A minimally invasive method holds promise for the treatment of neurological disorders and injury. 


by Sue Min Liu 

Iron oxide nanoparticles are incorporated into stem cells to create Cellbots

Korean researchers have devised a way to remotely direct stem cells to specific areas of the brain to promote neural tissue regeneration. They loaded iron oxide nanoparticles into the cells, which are then guided to the target site by an external magnetic source.

The research team, co-led by Professor Hongsoo Choi and Professor Sung Won Kim, report in Advanced Healthcare Materials that incorporating nanoparticles did not interfere with the viability or function of these stem cells, including their ability to differentiate into neurons.

Named Cellbots, the nanoparticle-containing stem cells were created using human stem cells harvested from the folds of tissue inside the nose — nasal turbinates — that are usually discarded after surgical procedures to alleviate nasal obstructions.

“Considering the frequency of this type of surgery, sufficient amounts of stem cells could be obtained for clinical trials. Characteristics of stem cells derived from nasal turbinate — including proliferative and differentiation potential, and immunophenotype — are not affected by passage number or the donor’s age, whereas other types of stem cells can be,” said Choi.

Cellbots are delivered into the brain via the nasal passage. Intranasal administration is less invasive and risky than other routes including intracerebral injections. While cells and other molecules delivered via the blood supply are typically blocked from reaching the brain by the blood-brain barrier, therapeutics administered intranasally bypass this barricade to reach the brain.

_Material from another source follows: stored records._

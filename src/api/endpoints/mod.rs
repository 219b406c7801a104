//! API endpoint handlers.
//!
//! Pipeline calls block (cipher, PDFium, model HTTP), so handlers move
//! them onto the blocking pool with `blocking`.

pub mod documents;
pub mod health;
pub mod jobs;

use uuid::Uuid;

use crate::api::error::ApiError;
use crate::pipeline::PipelineError;

/// Run a pipeline call on the blocking pool.
pub(crate) async fn blocking<T, F>(f: F) -> Result<T, ApiError>
where
    F: FnOnce() -> Result<T, PipelineError> + Send + 'static,
    T: Send + 'static,
{
    tokio::task::spawn_blocking(f)
        .await
        .map_err(|e| ApiError::Internal(format!("blocking task failed: {e}")))?
        .map_err(ApiError::from)
}

pub(crate) fn parse_document_id(raw: &str) -> Result<Uuid, ApiError> {
    Uuid::parse_str(raw).map_err(|_| ApiError::BadRequest(format!("Invalid document id: {raw}")))
}
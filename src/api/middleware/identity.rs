//! Caller identity middleware.
//!
//! Authentication happens upstream; the gateway forwards the caller as
//! `X-User-Id` (and optionally `X-User-Role`). This layer only parses
//! those headers into a `CallerContext`.

use axum::http::{HeaderMap, Request};
use axum::middleware::Next;
use axum::response::Response;

use crate::api::types::{CallerContext, USER_ID_HEADER, USER_ROLE_HEADER};

pub async fn resolve_caller(mut req: Request<axum::body::Body>, next: Next) -> Response {
    let caller = caller_from_headers(req.headers());
    req.extensions_mut().insert(caller);
    next.run(req).await
}

fn caller_from_headers(headers: &HeaderMap) -> CallerContext {
    let read = |name: &str| {
        headers
            .get(name)
            .and_then(|v| v.to_str().ok())
            .map(str::trim)
            .filter(|v| !v.is_empty())
            .map(str::to_string)
    };
    CallerContext {
        user_id: read(USER_ID_HEADER),
        role: read(USER_ROLE_HEADER),
    }
}

#[cfg(test)]
mod tests {
    use super::*;
    use axum::http::HeaderValue;

    #[test]
    fn reads_forwarded_identity() {
        let mut headers = HeaderMap::new();
        headers.insert("X-User-Id", HeaderValue::from_static(" patient-1 "));
        headers.insert("X-User-Role", HeaderValue::from_static("patient"));
        let caller = caller_from_headers(&headers);
        assert_eq!(caller.user_id.as_deref(), Some("patient-1"));
        assert_eq!(caller.role.as_deref(), Some("patient"));
    }

    #[test]
    fn blank_identity_is_absent() {
        let mut headers = HeaderMap::new();
        headers.insert("X-User-Id", HeaderValue::from_static("  "));
        assert!(caller_from_headers(&headers).user_id.is_none());
        assert!(caller_from_headers(&HeaderMap::new()).user_id.is_none());
    }
}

Stem cells (pink) are directed to specific areas of a mouse brain with a magnetic field.

“The blood-brain barrier serves to protect the brain, but interferes with the drug delivery to the brain for the treatment of various brain diseases,” explained Choi. “In this study, we developed an active delivery method that precisely targets lesions in the brain, and demonstrate that sufficient numbers of stem cells can be transported into the targeted region.”

To first demonstrate their control over the movement of Cellbots using an external rotating magnetic field, the researchers maneuvered them through a complex obstacle course designed in a microfluidic chamber. In a mouse model, once in the brain tissue, the researchers remotely navigated the Cellbots to specific neural sites.

The authors envisage that this minimally invasive delivery of therapeutic agents via the nasal passage into the brain would not be limited to of stem cell therapies. This application could also be suitable for targeted drug delivery to optimize local concentration of drugs and minimize off-target effects on other tissues.